Con le altre historias, cioè raccolte di racconti “di vita vissuta” – da sudamericani, da combattenti, dallo stesso Sepùlveda, dai suoi amici – cambiate drasticamente nei titoli per dare l’idea di romanzi (Historias marginales è diventato Le rose di Acatama, Historias de aquí y de allá l’abbiamo cambiato in Ritratto di gruppo con assenza…) e con le altre raccolte come Incontro d’amore in un paese in guerra (in originale Desencuentros, magico!), L’avventurosa storia dell’Uzbeko muto (che in originale prevedeva anche y otra historias clandestinas), La frontiera scomparsa, La lampada di Aladino e altri racconti per vincere l’oblio, Il potere dei sogni o Ingredienti per una vita di formidabili passioni (che era una più modesta Escritura en tiempos de crisis) mi ha insegnato innanzitutto che i titoli sono più belli quando li sceglie l’autore.
E poi, soprattutto, che esistono tantissimi modi di combattere per ciò in cui si crede.
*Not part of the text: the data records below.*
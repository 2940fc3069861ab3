//! Show the syntax tree of route patterns.

use super::input::{InputArgs, load_or_exit, parse_pattern, render_diagnostics};

pub struct TreeArgs {
    pub input: InputArgs,
    pub spans: bool,
    pub color: bool,
}

pub fn run(args: TreeArgs) {
    let patterns = load_or_exit(&args.input);
    let show_headers = patterns.len() > 1;

    for (i, pattern) in patterns.iter().enumerate() {
        let tree = match parse_pattern(pattern, args.input.options) {
            Ok(tree) => tree,
            Err(e) => {
                eprintln!("error: {}", e);
                std::process::exit(1);
            }
        };

        if show_headers {
            if i > 0 {
                println!();
            }
            println!("# {}", pattern.label);
        }
        print!("{}", tree.printer().with_spans(args.spans).dump());

        // The tree is printed even when invalid; diagnostics go to stderr.
        if !tree.is_valid() {
            eprintln!("{}", render_diagnostics(pattern, &tree, args.color));
        }
    }
}
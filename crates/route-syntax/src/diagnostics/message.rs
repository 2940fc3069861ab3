use rowan::TextRange;
use serde::Serialize;

/// Diagnostic kinds, grouped by the stage that raises them.
///
/// Message wording follows the runtime routing library so that consumers matching on
/// message text see the same strings at analysis time.
#[derive(Debug, Clone, Copy, PartialEq, Eq, PartialOrd, Ord, Hash, Serialize)]
pub enum DiagnosticKind {
    // Lexical: attached to the offending token
    MismatchedParameter,
    UnescapedBrace,
    InvalidParameterName,
    InvalidLiteral,
    UnescapedReplacementBracket,
    ImbalancedReplacementDelimiters,

    // Structural: raised for missing tokens
    MissingPolicyArgumentsClose,
    UnclosedReplacementToken,

    // Semantic: raised by the validator
    InvalidRouteTemplate,
    CannotHaveConsecutiveSeparators,
    CannotHaveConsecutiveParameters,
    CatchAllMustBeLast,
    CannotHaveCatchAllInMultiSegment,
    OptionalParameterHasToBeLast,
    OptionalParameterCanBePrecededByPeriod,
    OptionalCannotHaveDefaultValue,
    CatchAllCannotBeOptional,
    RepeatedParameter,
    EmptyReplacementToken,
}

impl DiagnosticKind {
    /// Message used when the call site provides no detail.
    pub fn fallback_message(&self) -> &'static str {
        match self {
            Self::MismatchedParameter => {
                "There is an incomplete parameter in the route template. Check that each '{' character has a matching '}' character."
            }
            Self::UnescapedBrace => {
                "In a route parameter, '{' and '}' must be escaped with '{{' and '}}'."
            }
            Self::InvalidParameterName => "The route parameter name is invalid.",
            Self::InvalidLiteral => {
                "The literal section is invalid. Literal sections cannot contain the '?' character."
            }
            Self::UnescapedReplacementBracket => {
                "An unescaped '[' token is not allowed inside of a replacement token. Use '[[' to escape."
            }
            Self::ImbalancedReplacementDelimiters => "Token delimiters ('[', ']') are imbalanced.",

            Self::MissingPolicyArgumentsClose => {
                "The policy argument list is not closed. Check that each '(' character has a matching ')' character."
            }
            Self::UnclosedReplacementToken => "A replacement token is not closed.",

            Self::InvalidRouteTemplate => {
                "The route template cannot start with a '~' character unless followed by a '/'."
            }
            Self::CannotHaveConsecutiveSeparators => {
                "The route template separator character '/' cannot appear consecutively. It must be separated by either a parameter or a literal value."
            }
            Self::CannotHaveConsecutiveParameters => {
                "A path segment cannot contain two consecutive parameters. They must be separated by a '/' or by a literal string."
            }
            Self::CatchAllMustBeLast => {
                "A catch-all parameter can only appear as the last segment of the route template."
            }
            Self::CannotHaveCatchAllInMultiSegment => {
                "A path segment that contains more than one section, such as a literal section or a parameter, cannot contain a catch-all parameter."
            }
            Self::OptionalParameterHasToBeLast => {
                "An optional parameter must be at the end of the segment."
            }
            Self::OptionalParameterCanBePrecededByPeriod => {
                "Only a period (.) can precede an optional parameter."
            }
            Self::OptionalCannotHaveDefaultValue => {
                "An optional parameter cannot have default value."
            }
            Self::CatchAllCannotBeOptional => "A catch-all parameter cannot be marked optional.",
            Self::RepeatedParameter => {
                "The route parameter name appears more than one time in the route template."
            }
            Self::EmptyReplacementToken => "An empty replacement token ('[]') is not allowed.",
        }
    }

    /// Template for messages with caller-provided detail. `{}` placeholders are filled
    /// in order.
    pub fn custom_message(&self) -> &'static str {
        match self {
            Self::InvalidParameterName => {
                "The route parameter name '{}' is invalid. Route parameter names must be non-empty and cannot contain these characters: '{', '}', '/'. The '?' character marks a parameter as optional, and can occur only at the end of the parameter. The '*' character marks a parameter as catch-all, and can occur only at the start of the parameter."
            }
            Self::InvalidLiteral => {
                "The literal section '{}' is invalid. Literal sections cannot contain the '?' character."
            }
            Self::RepeatedParameter => {
                "The route parameter name '{}' appears more than one time in the route template."
            }
            Self::OptionalParameterHasToBeLast => {
                "An optional parameter must be at the end of the segment. In the segment '{}', optional parameter '{}' is followed by '{}'."
            }
            Self::OptionalParameterCanBePrecededByPeriod => {
                "In the segment '{}', the optional parameter '{}' is preceded by an invalid segment '{}'. Only a period (.) can precede an optional parameter."
            }
            _ => self.fallback_message(),
        }
    }

    /// Render the final message.
    ///
    /// - empty `args` → `fallback_message()`
    /// - otherwise → `custom_message()` with each `{}` replaced by the next arg
    pub fn message(&self, args: &[&str]) -> String {
        if args.is_empty() {
            return self.fallback_message().to_string();
        }
        let template = self.custom_message();
        let mut out = String::with_capacity(template.len());
        let mut rest = template;
        let mut args = args.iter();
        while let Some(at) = rest.find("{}") {
            out.push_str(&rest[..at]);
            out.push_str(args.next().copied().unwrap_or_default());
            rest = &rest[at + 2..];
        }
        out.push_str(rest);
        out
    }
}

/// A message anchored to a source range.
///
/// Equality and hashing cover every field; the message is a function of the kind and its
/// detail, so two diagnostics are equal exactly when their message and range are.
#[derive(Debug, Clone, PartialEq, Eq, Hash, Serialize)]
pub struct Diagnostic {
    pub(crate) kind: DiagnosticKind,
    pub(crate) message: String,
    #[serde(serialize_with = "serialize_range")]
    pub(crate) range: TextRange,
}

impl Diagnostic {
    pub fn new(kind: DiagnosticKind, range: TextRange, message: impl Into<String>) -> Self {
        Self {
            kind,
            message: message.into(),
            range,
        }
    }

    pub fn with_default_message(kind: DiagnosticKind, range: TextRange) -> Self {
        Self::new(kind, range, kind.fallback_message())
    }

    pub fn kind(&self) -> DiagnosticKind {
        self.kind
    }

    pub fn message(&self) -> &str {
        &self.message
    }

    /// Range in the original source.
    pub fn range(&self) -> TextRange {
        self.range
    }
}

impl std::fmt::Display for Diagnostic {
    fn fmt(&self, f: &mut std::fmt::Formatter<'_>) -> std::fmt::Result {
        write!(
            f,
            "error at {}..{}: {}",
            u32::from(self.range.start()),
            u32::from(self.range.end()),
            self.message
        )
    }
}

/// Serializes a range as `{start, end}`.
pub(crate) fn serialize_range<S: serde::Serializer>(range: &TextRange, s: S) -> Result<S::Ok, S::Error> {
    use serde::ser::SerializeStruct;
    let mut st = s.serialize_struct("Range", 2)?;
    st.serialize_field("start", &u32::from(range.start()))?;
    st.serialize_field("end", &u32::from(range.end()))?;
    st.end()
}
//! Command builders for the CLI.
//!
//! Every command accepts the same input and output flags. Flags a command ignores are
//! hidden from its `--help`.

use clap::Command;

use super::args::*;

/// Input args shared by all commands.
fn with_input_args(cmd: Command) -> Command {
    cmd.arg(patterns_arg())
        .arg(file_arg())
        .arg(literal_arg())
        .arg(token_replacement_arg())
        .arg(color_arg())
}

/// Build the complete CLI with all subcommands.
pub fn build_cli() -> Command {
    Command::new("route-syntax")
        .about("Check and inspect ASP.NET route patterns")
        .subcommand_required(true)
        .arg_required_else_help(true)
        .subcommand(check_command())
        .subcommand(tree_command())
        .subcommand(params_command())
}

/// Validate route patterns.
pub fn check_command() -> Command {
    let cmd = Command::new("check")
        .about("Validate route patterns")
        .override_usage(
            "\
  route-syntax check <PATTERN>...
  route-syntax check -f <FILE>",
        )
        .after_help(
            r#"EXAMPLES:
  route-syntax check 'products/{id:int}'       # silent when valid
  route-syntax check -f routes.txt             # one pattern per line
  route-syntax check --literal '"{a}{b}"'      # spans point into the literal
  route-syntax check --json '{a}/{A}'          # diagnostics as JSON"#,
        )
        .arg(json_arg());

    with_input_args(cmd).arg(spans_arg().hide(true))
}

/// Show the concrete syntax tree.
pub fn tree_command() -> Command {
    let cmd = Command::new("tree")
        .about("Show the syntax tree of route patterns")
        .override_usage(
            "\
  route-syntax tree <PATTERN>...
  route-syntax tree -f <FILE>",
        )
        .after_help(
            r#"EXAMPLES:
  route-syntax tree '{controller=Home}/{action}'
  route-syntax tree --spans 'files/{**path}'
  route-syntax tree --token-replacement '[controller]/{id?}'"#,
        )
        .arg(spans_arg());

    with_input_args(cmd).arg(json_arg().hide(true))
}

/// Show the parameter table.
pub fn params_command() -> Command {
    let cmd = Command::new("params")
        .about("Show the parameters of route patterns")
        .override_usage(
            "\
  route-syntax params <PATTERN>...
  route-syntax params -f <FILE>",
        )
        .after_help(
            r#"EXAMPLES:
  route-syntax params '{id:int:min(1)}/{slug?}'
  route-syntax params --json 'files/{**path}'"#,
        )
        .arg(spans_arg())
        .arg(json_arg());

    with_input_args(cmd)
}
mod coverage_tests;
mod invalid_tests;
mod unclosed_tests;
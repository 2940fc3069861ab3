//! Grammar productions for route patterns.
//!
//! This module implements all `parse_*` methods as an extension of `Parser`.
//! Segment-level productions live in `segments`, everything between `{` and `}` in
//! `parameters`.

mod parameters;
mod segments;
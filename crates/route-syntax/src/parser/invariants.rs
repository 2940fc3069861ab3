//! Parser invariants, excluded from coverage reports.

#![cfg_attr(coverage_nightly, coverage(off))]

use super::core::Parser;
use super::cst::SyntaxKind;
use super::lexer::Token;

impl Parser<'_> {
    /// Every lookahead spends fuel; consuming or rescanning refills it.
    #[inline]
    pub(super) fn ensure_progress(&self) {
        let fuel = self.debug_fuel.get();
        assert!(fuel != 0, "route parser made no progress on {:?}", self.current.kind);
        self.debug_fuel.set(fuel - 1);
    }

    #[inline]
    pub(super) fn assert_current(&self, expected: SyntaxKind) {
        let found = self.current();
        assert_eq!(
            found, expected,
            "route parser expected {:?} at char {} but found {:?}",
            expected, self.current.start, found,
        );
    }

    /// A scan that produced a token starts where it was asked to and consumed something.
    #[inline]
    pub(super) fn assert_scanned(&self, start: usize, token: &Token) {
        assert!(
            token.start == start && token.end > start,
            "scan from char {} produced {:?} at {}..{}",
            start,
            token.kind,
            token.start,
            token.end,
        );
    }
}
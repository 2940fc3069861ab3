use crate::RouteTree;

#[test]
fn escaped_braces_stay_in_literal() {
    let res = RouteTree::expect_valid_cst("a{{b}}c");

    insta::assert_snapshot!(res, @r#"
    CompilationUnit
      Segment
        Literal
          Text "a{{b}}c"
      EndOfFile ""
    "#);
}

#[test]
fn literal_starting_with_escaped_brace() {
    let res = RouteTree::expect_valid_cst("{{a}}");

    insta::assert_snapshot!(res, @r#"
    CompilationUnit
      Segment
        Literal
          Text "{{a}}"
      EndOfFile ""
    "#);
}

#[test]
fn literal_value_is_unescaped() {
    let tree = RouteTree::expect_valid("{{a}}b");
    let segment = tree.root().segments().next().unwrap();
    let crate::parser::SegmentPart::Literal(literal) = segment.parts().next().unwrap() else {
        panic!("expected a literal");
    };

    assert_eq!(literal.text(), "{{a}}b");
    assert_eq!(literal.value(), "{a}b");
}

#[test]
fn literal_around_parameter() {
    let res = RouteTree::expect_valid_cst("v{version}.json");

    insta::assert_snapshot!(res, @r#"
    CompilationUnit
      Segment
        Literal
          Text "v"
        Parameter
          OpenBrace "{"
          NameParameterPart
            Text "version"
          CloseBrace "}"
        Literal
          Text ".json"
      EndOfFile ""
    "#);
}

#[test]
fn non_ascii_literal() {
    let tree = RouteTree::expect_valid("café/ü{id}");

    insta::assert_snapshot!(tree.dump_cst_with_spans(), @r#"
    CompilationUnit [0..12]
      Segment [0..5]
        Literal [0..5]
          Text [0..5] "café"
      SegmentSeparator [5..6]
        Slash [5..6] "/"
      Segment [6..12]
        Literal [6..8]
          Text [6..8] "ü"
        Parameter [8..12]
          OpenBrace [8..9] "{"
          NameParameterPart [9..11]
            Text [9..11] "id"
          CloseBrace [11..12] "}"
      EndOfFile [12..12] ""
    "#);
}

#[test]
fn brackets_are_literal_without_token_replacement() {
    let res = RouteTree::expect_valid_cst("[controller]");

    insta::assert_snapshot!(res, @r#"
    CompilationUnit
      Segment
        Literal
          Text "[controller]"
      EndOfFile ""
    "#);
}
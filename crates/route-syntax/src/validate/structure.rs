//! Placement rules: where separators, parameters, catch-alls and optional parameters may go.

use rowan::{TextRange, TextSize};

use super::Validator;
use crate::diagnostics::DiagnosticKind;
use crate::parser::{Root, RootPart, Segment, SegmentPart};

impl Validator<'_> {
    /// `~` may only start an app-relative pattern, `~/...`.
    pub(super) fn check_start(&mut self, root: &Root) {
        let text = root.as_cst().text().to_string();
        let Some(rest) = text.strip_prefix('~') else {
            return;
        };
        if rest.starts_with('/') {
            return;
        }
        let tilde = TextRange::at(TextSize::from(0), TextSize::of('~'));
        self.report(DiagnosticKind::InvalidRouteTemplate, tilde)
            .emit();
    }

    pub(super) fn check_consecutive_separators(&mut self, root: &Root) {
        let mut previous_was_separator = false;
        for part in root.parts() {
            let is_separator = matches!(part, RootPart::Separator(_));
            if is_separator && previous_was_separator {
                self.report(
                    DiagnosticKind::CannotHaveConsecutiveSeparators,
                    part.as_cst().text_range(),
                )
                .emit();
            }
            previous_was_separator = is_separator;
        }
    }

    /// Two parameters back to back inside one segment cannot be told apart when matching.
    pub(super) fn check_consecutive_parameters(&mut self, root: &Root) {
        for segment in root.segments() {
            let parts: Vec<SegmentPart> = segment.parts().collect();
            for pair in parts.windows(2) {
                if let [SegmentPart::Parameter(_), SegmentPart::Parameter(second)] = pair {
                    self.report(
                        DiagnosticKind::CannotHaveConsecutiveParameters,
                        second.text_range(),
                    )
                    .emit();
                }
            }
        }
    }

    pub(super) fn check_catch_all_placement(&mut self, root: &Root) {
        let segments: Vec<Segment> = root.segments().collect();
        for (index, segment) in segments.iter().enumerate() {
            let is_last = index + 1 == segments.len();
            let is_complex = segment.parts().count() > 1;

            for parameter in segment.parameters().filter(|p| p.is_catch_all()) {
                if !is_last {
                    self.report(DiagnosticKind::CatchAllMustBeLast, parameter.text_range())
                        .emit();
                }
                if is_complex {
                    self.report(
                        DiagnosticKind::CannotHaveCatchAllInMultiSegment,
                        parameter.text_range(),
                    )
                    .emit();
                }
            }
        }
    }

    /// In a segment with several parts an optional parameter must come last and may only
    /// be preceded by a `.`, as in `{name}.{ext?}`.
    pub(super) fn check_optional_placement(&mut self, root: &Root) {
        for segment in root.segments() {
            let parts: Vec<SegmentPart> = segment.parts().collect();
            if parts.len() < 2 {
                continue;
            }

            for (index, part) in parts.iter().enumerate() {
                let SegmentPart::Parameter(parameter) = part else {
                    continue;
                };
                if !parameter.is_optional() {
                    continue;
                }

                let name = parameter.name_text();
                if let Some(next) = parts.get(index + 1) {
                    self.report(
                        DiagnosticKind::OptionalParameterHasToBeLast,
                        parameter.text_range(),
                    )
                    .arg(segment.text())
                    .arg(name)
                    .arg(next.text())
                    .emit();
                    continue;
                }

                let Some(previous) = index.checked_sub(1).and_then(|i| parts.get(i)) else {
                    continue;
                };
                match previous {
                    SegmentPart::OptionalSeparator(_) => {}
                    // already reported as consecutive parameters
                    SegmentPart::Parameter(_) => {}
                    SegmentPart::Literal(_) | SegmentPart::Replacement(_) => {
                        self.report(
                            DiagnosticKind::OptionalParameterCanBePrecededByPeriod,
                            parameter.text_range(),
                        )
                        .arg(segment.text())
                        .arg(name)
                        .arg(previous.text())
                        .emit();
                    }
                }
            }
        }
    }

    pub(super) fn check_replacements(&mut self, root: &Root) {
        for segment in root.segments() {
            for part in segment.parts() {
                let SegmentPart::Replacement(replacement) = part else {
                    continue;
                };
                if replacement.is_closed() && replacement.name().is_empty() {
                    self.report(
                        DiagnosticKind::EmptyReplacementToken,
                        replacement.text_range(),
                    )
                    .emit();
                }
            }
        }
    }
}
use rowan::{GreenNode, TextRange};

use crate::diagnostics::Diagnostics;
use crate::parameters::ParameterTable;
use crate::parser::{self, Root, SyntaxNode};
use crate::text::{CharConverter, VirtualCharSequence};
use crate::validate;

pub struct RouteTreeConfig {
    pub token_replacement: bool,
}

/// Configures and runs the parse + validate pipeline.
pub struct RouteTreeBuilder {
    config: RouteTreeConfig,
}

impl Default for RouteTreeBuilder {
    fn default() -> Self {
        Self::new()
    }
}

impl RouteTreeBuilder {
    pub fn new() -> Self {
        let config = RouteTreeConfig {
            token_replacement: false,
        };

        Self { config }
    }

    /// Recognize MVC replacement tokens such as `[controller]`.
    pub fn with_token_replacement(mut self, enabled: bool) -> Self {
        self.config.token_replacement = enabled;
        self
    }

    pub fn parse(&self, pattern: &str) -> RouteTree {
        self.parse_chars(VirtualCharSequence::from_text(pattern))
    }

    /// Parses an already converted sequence. Never fails.
    pub fn parse_chars(&self, text: VirtualCharSequence) -> RouteTree {
        let parser::ParseResult { green, diagnostics } =
            parser::parse(&text, self.config.token_replacement);

        let root = root_of(&green);
        let validation = validate::validate(&text, &root, diagnostics);

        RouteTree {
            text,
            green,
            diagnostics: validation.diagnostics,
            parameters: validation.parameters,
        }
    }

    /// Converts `input` with `converter` and parses the result. `None` only when the
    /// conversion fails.
    pub fn try_parse(&self, converter: &impl CharConverter, input: &str) -> Option<RouteTree> {
        let text = converter.convert(input).ok()?;
        Some(self.parse_chars(text))
    }
}

fn root_of(green: &GreenNode) -> Root {
    Root::cast(SyntaxNode::new_root(green.clone()))
        .expect("parser always produces a CompilationUnit")
}

/// Immutable result of parsing one route pattern.
///
/// Holds the green tree rather than a `SyntaxNode` so the tree can cross threads; typed
/// views are created on demand.
#[derive(Debug, Clone, PartialEq, Eq)]
pub struct RouteTree {
    text: VirtualCharSequence,
    green: GreenNode,
    diagnostics: Diagnostics,
    parameters: ParameterTable,
}

impl RouteTree {
    /// Decoded pattern text the tree was built over.
    pub fn text(&self) -> &VirtualCharSequence {
        &self.text
    }

    pub fn as_cst(&self) -> &GreenNode {
        &self.green
    }

    pub fn syntax(&self) -> SyntaxNode {
        SyntaxNode::new_root(self.green.clone())
    }

    pub fn root(&self) -> Root {
        root_of(&self.green)
    }

    pub fn diagnostics(&self) -> &Diagnostics {
        &self.diagnostics
    }

    pub fn parameters(&self) -> &ParameterTable {
        &self.parameters
    }

    pub fn is_valid(&self) -> bool {
        !self.diagnostics.has_errors()
    }

    /// Maps a range of the tree (decoded text) back to the original source.
    pub fn source_range(&self, range: TextRange) -> TextRange {
        self.text.text_to_source(range)
    }
}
Un modo per ogni persona. Alcuni efficaci, alcuni disastrosi. Alcuni strampalati, alcuni istituzionali. Alcuni idealisti, alcuni sporchi di terra. Alcuni esagerati, alcuni quasi invisibili… ma sono tutti indispensabili. Da tutti questi racconti ho imparato che non importa come si combatte, l’importante è non arrendersi!
Con Il vecchio che leggeva romanzi d’amore mi ha insegnato in quanti modi si può morire nella foresta amazzonica, non solo fisicamente.
Con Diario di un killer sentimentale mi ha insegnato che puoi cambiare città tutte le volte che vuoi, ma rimani sempre te stesso.
Con Il mondo alla fine del mondo, Jacaré, e più o meno qualsiasi cosa abbia scritto, compresi alcuni libri già nominati, mi ha insegnato a rispettare la natura. Non nel senso di fare la raccolta differenziata o di non uccidere i ragni, cose importanti ma “addomesticate” alla vita umana. Nel senso di averne profonda cura e profondo timore, perché non sai mai quando potrebbe decidere che ne ha abbastanza di essere maltrattata.
In generale, con tutto ciò che ha scritto Luis Sepùlveda mi ha insegnato il rispetto.
Per la vita, per gli esseri viventi. Per gli ideali, per i sogni. Per gli sforzi, per la sofferenze, per le sconfitte a cui le persone inevitabilmente vanno incontro. Per la storia, che non è solo una pagina spiegata con nomi e date ma è una “cosa” vera, fatta da persone, fatta di persone.
La sua morte mi rattrista, ma scelgo di sorridere. Penso al titolo che l’ha reso famoso nel mondo, a quello che si dice sempre di chi viene a mancare troppo presto… e allora lo saluto così: ciao Luis, insegna ai gabbiani a volare!